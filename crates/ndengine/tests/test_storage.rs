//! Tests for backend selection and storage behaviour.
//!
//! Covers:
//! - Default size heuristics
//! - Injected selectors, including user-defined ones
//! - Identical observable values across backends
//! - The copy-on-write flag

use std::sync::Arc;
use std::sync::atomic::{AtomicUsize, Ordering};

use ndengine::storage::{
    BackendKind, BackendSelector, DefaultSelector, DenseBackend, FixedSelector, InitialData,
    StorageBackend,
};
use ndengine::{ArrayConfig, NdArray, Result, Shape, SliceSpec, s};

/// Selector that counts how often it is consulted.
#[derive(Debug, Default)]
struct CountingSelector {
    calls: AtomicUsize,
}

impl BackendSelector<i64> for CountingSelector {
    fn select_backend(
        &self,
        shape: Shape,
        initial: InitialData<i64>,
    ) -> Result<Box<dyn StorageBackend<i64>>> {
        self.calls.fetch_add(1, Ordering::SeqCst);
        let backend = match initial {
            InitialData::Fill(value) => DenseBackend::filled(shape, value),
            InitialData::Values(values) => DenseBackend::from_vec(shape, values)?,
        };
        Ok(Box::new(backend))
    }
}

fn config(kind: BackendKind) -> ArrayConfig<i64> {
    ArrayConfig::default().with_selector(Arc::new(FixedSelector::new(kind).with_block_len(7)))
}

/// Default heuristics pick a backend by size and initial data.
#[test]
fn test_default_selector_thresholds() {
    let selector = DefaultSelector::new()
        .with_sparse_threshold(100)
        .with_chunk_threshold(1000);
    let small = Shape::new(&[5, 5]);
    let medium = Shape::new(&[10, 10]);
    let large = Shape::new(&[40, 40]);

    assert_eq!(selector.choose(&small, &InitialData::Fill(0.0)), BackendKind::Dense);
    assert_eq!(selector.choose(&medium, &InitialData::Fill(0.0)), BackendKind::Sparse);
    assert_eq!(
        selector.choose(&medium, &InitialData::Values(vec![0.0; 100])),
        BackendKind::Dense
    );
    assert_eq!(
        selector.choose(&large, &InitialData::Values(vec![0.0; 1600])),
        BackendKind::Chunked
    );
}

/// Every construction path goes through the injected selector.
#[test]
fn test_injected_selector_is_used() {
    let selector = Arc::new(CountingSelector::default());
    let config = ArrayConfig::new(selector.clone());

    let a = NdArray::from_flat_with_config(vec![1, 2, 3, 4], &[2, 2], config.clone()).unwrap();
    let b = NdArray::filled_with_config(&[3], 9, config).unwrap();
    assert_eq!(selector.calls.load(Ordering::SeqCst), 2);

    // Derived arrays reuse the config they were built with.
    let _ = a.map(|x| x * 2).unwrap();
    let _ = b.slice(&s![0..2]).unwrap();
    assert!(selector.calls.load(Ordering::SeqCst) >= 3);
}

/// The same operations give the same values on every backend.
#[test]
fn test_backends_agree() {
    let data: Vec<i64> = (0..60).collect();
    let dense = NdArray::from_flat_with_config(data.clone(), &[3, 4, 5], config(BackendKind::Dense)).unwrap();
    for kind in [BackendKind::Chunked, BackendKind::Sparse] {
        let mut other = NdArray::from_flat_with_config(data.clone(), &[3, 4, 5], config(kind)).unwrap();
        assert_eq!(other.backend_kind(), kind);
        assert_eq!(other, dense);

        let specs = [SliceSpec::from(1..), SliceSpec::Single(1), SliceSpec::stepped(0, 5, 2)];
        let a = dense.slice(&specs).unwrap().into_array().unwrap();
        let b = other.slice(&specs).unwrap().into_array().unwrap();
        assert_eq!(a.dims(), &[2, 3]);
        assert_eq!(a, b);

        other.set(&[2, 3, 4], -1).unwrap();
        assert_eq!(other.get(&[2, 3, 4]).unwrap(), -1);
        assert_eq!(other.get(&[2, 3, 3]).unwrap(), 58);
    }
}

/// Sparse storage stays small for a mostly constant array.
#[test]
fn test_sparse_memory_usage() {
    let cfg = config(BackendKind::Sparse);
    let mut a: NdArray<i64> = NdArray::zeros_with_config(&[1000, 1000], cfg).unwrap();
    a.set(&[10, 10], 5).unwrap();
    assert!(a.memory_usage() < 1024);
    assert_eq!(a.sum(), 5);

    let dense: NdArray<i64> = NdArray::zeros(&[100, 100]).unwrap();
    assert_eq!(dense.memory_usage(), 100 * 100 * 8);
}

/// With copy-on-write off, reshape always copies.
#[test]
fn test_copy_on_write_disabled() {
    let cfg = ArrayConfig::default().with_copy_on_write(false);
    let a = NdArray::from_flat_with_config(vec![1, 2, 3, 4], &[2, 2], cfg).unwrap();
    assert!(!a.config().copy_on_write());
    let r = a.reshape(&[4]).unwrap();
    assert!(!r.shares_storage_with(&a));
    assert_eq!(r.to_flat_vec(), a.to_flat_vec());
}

---

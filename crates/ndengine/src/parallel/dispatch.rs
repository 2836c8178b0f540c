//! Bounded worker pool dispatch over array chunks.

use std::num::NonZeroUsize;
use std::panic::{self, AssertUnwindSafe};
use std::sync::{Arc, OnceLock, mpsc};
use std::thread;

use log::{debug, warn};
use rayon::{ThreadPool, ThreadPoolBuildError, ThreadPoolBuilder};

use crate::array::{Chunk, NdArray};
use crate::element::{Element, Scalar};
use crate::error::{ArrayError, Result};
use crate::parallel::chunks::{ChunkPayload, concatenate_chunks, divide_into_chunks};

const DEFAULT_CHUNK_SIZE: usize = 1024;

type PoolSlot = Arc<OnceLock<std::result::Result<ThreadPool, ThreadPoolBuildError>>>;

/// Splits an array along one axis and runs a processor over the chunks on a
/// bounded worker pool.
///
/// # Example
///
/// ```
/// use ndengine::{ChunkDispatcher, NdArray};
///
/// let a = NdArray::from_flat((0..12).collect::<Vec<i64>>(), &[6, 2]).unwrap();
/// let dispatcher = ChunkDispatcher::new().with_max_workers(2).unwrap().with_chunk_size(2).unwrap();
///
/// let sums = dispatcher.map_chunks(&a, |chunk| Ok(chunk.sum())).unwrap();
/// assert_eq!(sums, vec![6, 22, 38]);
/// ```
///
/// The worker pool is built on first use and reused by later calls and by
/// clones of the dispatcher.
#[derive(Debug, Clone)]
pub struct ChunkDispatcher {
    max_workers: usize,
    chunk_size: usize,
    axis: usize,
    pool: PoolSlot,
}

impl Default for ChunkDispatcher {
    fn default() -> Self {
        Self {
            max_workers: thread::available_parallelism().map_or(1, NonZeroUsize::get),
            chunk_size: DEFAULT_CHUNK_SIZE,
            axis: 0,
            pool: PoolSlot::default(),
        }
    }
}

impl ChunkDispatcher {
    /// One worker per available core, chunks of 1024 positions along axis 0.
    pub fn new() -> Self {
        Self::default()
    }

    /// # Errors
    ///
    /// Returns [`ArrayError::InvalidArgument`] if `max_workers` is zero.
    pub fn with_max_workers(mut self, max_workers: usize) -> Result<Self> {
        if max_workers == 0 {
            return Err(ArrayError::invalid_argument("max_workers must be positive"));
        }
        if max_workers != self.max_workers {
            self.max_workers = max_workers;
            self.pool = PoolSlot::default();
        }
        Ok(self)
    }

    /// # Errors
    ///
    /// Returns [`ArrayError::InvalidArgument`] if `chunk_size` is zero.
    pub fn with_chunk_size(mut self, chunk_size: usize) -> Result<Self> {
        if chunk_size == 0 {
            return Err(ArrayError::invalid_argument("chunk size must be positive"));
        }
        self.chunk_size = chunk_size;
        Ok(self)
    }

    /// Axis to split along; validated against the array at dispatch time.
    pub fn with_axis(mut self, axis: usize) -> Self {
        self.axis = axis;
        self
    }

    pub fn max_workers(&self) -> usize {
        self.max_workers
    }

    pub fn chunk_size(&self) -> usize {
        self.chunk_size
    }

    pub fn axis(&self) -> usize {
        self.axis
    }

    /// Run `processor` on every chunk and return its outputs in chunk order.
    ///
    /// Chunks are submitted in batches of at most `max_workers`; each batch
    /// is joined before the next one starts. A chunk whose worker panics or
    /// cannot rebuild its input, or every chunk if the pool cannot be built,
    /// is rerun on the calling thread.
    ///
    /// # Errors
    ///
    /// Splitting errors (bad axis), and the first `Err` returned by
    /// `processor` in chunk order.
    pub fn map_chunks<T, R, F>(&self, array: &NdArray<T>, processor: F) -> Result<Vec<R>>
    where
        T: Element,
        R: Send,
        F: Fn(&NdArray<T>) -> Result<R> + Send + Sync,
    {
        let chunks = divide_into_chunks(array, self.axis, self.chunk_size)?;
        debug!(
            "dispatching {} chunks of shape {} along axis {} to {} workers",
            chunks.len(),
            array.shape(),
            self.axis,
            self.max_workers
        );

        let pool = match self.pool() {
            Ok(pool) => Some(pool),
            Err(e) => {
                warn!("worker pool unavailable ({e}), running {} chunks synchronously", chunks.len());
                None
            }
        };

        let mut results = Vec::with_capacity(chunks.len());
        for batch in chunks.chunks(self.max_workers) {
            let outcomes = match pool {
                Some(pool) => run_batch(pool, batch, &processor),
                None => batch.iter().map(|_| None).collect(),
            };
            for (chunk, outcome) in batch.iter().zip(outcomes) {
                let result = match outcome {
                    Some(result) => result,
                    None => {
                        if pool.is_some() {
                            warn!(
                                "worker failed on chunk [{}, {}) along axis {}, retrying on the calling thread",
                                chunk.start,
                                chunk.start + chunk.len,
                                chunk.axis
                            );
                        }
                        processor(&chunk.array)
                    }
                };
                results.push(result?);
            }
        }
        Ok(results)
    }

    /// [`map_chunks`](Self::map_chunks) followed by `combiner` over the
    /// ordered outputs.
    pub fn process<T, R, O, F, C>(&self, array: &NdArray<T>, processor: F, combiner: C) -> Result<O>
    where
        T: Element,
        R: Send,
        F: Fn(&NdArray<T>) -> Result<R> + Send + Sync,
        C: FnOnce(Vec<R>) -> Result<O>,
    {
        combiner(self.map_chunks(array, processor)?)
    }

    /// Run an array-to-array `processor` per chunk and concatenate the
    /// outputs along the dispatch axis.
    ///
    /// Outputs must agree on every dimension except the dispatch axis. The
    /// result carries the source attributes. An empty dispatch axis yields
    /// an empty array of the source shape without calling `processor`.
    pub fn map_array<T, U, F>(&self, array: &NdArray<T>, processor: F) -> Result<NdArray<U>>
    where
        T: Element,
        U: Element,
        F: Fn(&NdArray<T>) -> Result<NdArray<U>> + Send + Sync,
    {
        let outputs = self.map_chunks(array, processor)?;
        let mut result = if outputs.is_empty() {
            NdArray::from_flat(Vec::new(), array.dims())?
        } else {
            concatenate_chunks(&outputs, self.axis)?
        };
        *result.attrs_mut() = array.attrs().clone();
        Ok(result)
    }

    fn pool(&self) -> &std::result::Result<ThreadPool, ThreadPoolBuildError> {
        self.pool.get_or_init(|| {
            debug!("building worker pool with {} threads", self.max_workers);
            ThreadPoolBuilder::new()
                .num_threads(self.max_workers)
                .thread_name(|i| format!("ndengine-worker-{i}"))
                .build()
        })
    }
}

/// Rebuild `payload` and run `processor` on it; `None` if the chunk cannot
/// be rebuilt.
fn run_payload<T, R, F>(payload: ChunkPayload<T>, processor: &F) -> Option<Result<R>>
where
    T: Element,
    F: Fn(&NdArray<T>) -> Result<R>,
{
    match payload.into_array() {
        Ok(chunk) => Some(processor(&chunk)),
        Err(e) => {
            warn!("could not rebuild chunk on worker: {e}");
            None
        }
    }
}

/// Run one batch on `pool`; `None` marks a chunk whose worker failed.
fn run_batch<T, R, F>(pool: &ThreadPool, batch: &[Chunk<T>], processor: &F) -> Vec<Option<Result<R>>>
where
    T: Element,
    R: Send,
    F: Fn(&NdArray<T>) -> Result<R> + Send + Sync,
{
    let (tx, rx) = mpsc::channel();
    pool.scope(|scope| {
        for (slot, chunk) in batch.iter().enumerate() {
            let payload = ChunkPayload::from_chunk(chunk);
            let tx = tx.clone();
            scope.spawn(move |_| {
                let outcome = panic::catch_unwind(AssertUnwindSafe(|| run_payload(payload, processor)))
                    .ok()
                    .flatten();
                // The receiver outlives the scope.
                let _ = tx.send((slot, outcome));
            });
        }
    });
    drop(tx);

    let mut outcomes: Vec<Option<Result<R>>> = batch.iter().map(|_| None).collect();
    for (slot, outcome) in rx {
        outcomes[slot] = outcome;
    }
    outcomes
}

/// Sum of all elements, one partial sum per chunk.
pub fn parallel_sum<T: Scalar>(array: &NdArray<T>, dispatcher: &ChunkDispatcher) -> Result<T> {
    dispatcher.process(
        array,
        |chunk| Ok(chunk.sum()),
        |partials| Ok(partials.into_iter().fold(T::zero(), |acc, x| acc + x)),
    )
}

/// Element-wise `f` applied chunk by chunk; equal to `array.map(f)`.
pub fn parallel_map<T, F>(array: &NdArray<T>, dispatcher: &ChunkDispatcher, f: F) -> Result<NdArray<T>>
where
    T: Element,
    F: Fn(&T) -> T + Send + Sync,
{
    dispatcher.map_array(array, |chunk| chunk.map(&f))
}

...

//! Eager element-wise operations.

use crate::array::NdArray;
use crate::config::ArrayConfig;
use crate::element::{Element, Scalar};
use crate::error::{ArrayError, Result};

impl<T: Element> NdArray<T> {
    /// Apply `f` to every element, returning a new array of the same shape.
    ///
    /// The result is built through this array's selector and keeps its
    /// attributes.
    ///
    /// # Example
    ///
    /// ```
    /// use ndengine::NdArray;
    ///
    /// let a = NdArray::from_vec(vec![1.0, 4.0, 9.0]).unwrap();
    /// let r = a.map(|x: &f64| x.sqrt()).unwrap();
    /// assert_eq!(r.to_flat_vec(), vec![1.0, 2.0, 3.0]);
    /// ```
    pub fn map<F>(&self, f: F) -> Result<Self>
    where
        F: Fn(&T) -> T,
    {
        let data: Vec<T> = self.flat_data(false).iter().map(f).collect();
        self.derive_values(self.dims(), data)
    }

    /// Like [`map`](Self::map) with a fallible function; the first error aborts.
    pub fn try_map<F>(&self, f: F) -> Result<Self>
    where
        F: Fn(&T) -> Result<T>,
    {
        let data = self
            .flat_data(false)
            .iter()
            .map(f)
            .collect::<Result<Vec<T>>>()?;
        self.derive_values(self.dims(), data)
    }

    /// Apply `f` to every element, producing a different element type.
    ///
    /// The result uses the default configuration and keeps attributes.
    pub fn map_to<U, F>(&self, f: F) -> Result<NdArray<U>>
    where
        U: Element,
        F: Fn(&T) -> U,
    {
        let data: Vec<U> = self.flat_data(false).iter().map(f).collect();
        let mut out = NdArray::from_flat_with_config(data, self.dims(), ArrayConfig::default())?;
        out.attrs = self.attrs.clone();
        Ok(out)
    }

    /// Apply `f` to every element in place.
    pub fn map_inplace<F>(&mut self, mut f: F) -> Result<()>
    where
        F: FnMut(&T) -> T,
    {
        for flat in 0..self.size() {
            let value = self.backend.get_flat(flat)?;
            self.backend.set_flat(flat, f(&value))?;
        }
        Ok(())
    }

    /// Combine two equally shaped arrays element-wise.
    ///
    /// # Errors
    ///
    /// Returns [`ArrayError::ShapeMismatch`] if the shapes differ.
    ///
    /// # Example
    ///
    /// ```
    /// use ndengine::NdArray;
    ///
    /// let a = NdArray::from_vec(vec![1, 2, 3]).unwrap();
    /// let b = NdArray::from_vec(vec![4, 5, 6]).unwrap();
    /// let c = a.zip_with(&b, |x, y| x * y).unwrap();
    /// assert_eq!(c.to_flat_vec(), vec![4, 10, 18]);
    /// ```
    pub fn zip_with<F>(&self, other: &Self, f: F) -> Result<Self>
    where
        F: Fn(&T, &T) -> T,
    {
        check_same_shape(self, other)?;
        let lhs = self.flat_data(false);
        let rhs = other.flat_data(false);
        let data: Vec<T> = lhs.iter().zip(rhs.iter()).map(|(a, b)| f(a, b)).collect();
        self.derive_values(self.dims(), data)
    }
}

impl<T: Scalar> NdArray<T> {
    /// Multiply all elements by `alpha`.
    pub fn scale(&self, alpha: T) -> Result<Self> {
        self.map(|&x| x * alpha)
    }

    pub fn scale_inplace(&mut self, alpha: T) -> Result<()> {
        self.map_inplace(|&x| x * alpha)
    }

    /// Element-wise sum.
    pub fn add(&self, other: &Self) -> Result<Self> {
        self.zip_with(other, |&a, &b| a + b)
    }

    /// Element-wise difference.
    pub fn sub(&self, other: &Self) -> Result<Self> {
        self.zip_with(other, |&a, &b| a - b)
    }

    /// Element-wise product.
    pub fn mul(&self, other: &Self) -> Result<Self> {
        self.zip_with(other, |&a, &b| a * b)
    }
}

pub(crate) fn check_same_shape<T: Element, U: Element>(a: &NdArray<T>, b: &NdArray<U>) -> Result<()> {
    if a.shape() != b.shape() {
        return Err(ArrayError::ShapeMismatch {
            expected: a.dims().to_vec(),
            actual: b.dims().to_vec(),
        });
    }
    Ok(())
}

▶ [What needs to be done]:
In the entries above, find the line with "filename crates/ndengine/tests/test_storage.rs" and the line with "let config = ArrayConfig::new(selector.clone());", then set down exactly those two and every line between them, nothing else.

▶ [Response to the task]:
filename crates/ndengine/tests/test_storage.rs
//! Tests for backend selection and storage behaviour.
//!
//! Covers:
//! - Default size heuristics
//! - Injected selectors, including user-defined ones
//! - Identical observable values across backends
//! - The copy-on-write flag

use std::sync::Arc;
use std::sync::atomic::{AtomicUsize, Ordering};

use ndengine::storage::{
    BackendKind, BackendSelector, DefaultSelector, DenseBackend, FixedSelector, InitialData,
    StorageBackend,
};
use ndengine::{ArrayConfig, NdArray, Result, Shape, SliceSpec, s};

/// Selector that counts how often it is consulted.
#[derive(Debug, Default)]
struct CountingSelector {
    calls: AtomicUsize,
}

impl BackendSelector<i64> for CountingSelector {
    fn select_backend(
        &self,
        shape: Shape,
        initial: InitialData<i64>,
    ) -> Result<Box<dyn StorageBackend<i64>>> {
        self.calls.fetch_add(1, Ordering::SeqCst);
        let backend = match initial {
            InitialData::Fill(value) => DenseBackend::filled(shape, value),
            InitialData::Values(values) => DenseBackend::from_vec(shape, values)?,
        };
        Ok(Box::new(backend))
    }
}

fn config(kind: BackendKind) -> ArrayConfig<i64> {
    ArrayConfig::default().with_selector(Arc::new(FixedSelector::new(kind).with_block_len(7)))
}

/// Default heuristics pick a backend by size and initial data.
#[test]
fn test_default_selector_thresholds() {
    let selector = DefaultSelector::new()
        .with_sparse_threshold(100)
        .with_chunk_threshold(1000);
    let small = Shape::new(&[5, 5]);
    let medium = Shape::new(&[10, 10]);
    let large = Shape::new(&[40, 40]);

    assert_eq!(selector.choose(&small, &InitialData::Fill(0.0)), BackendKind::Dense);
    assert_eq!(selector.choose(&medium, &InitialData::Fill(0.0)), BackendKind::Sparse);
    assert_eq!(
        selector.choose(&medium, &InitialData::Values(vec![0.0; 100])),
        BackendKind::Dense
    );
    assert_eq!(
        selector.choose(&large, &InitialData::Values(vec![0.0; 1600])),
        BackendKind::Chunked
    );
}

/// Every construction path goes through the injected selector.
#[test]
fn test_injected_selector_is_used() {
    let selector = Arc::new(CountingSelector::default());
    let config = ArrayConfig::new(selector.clone());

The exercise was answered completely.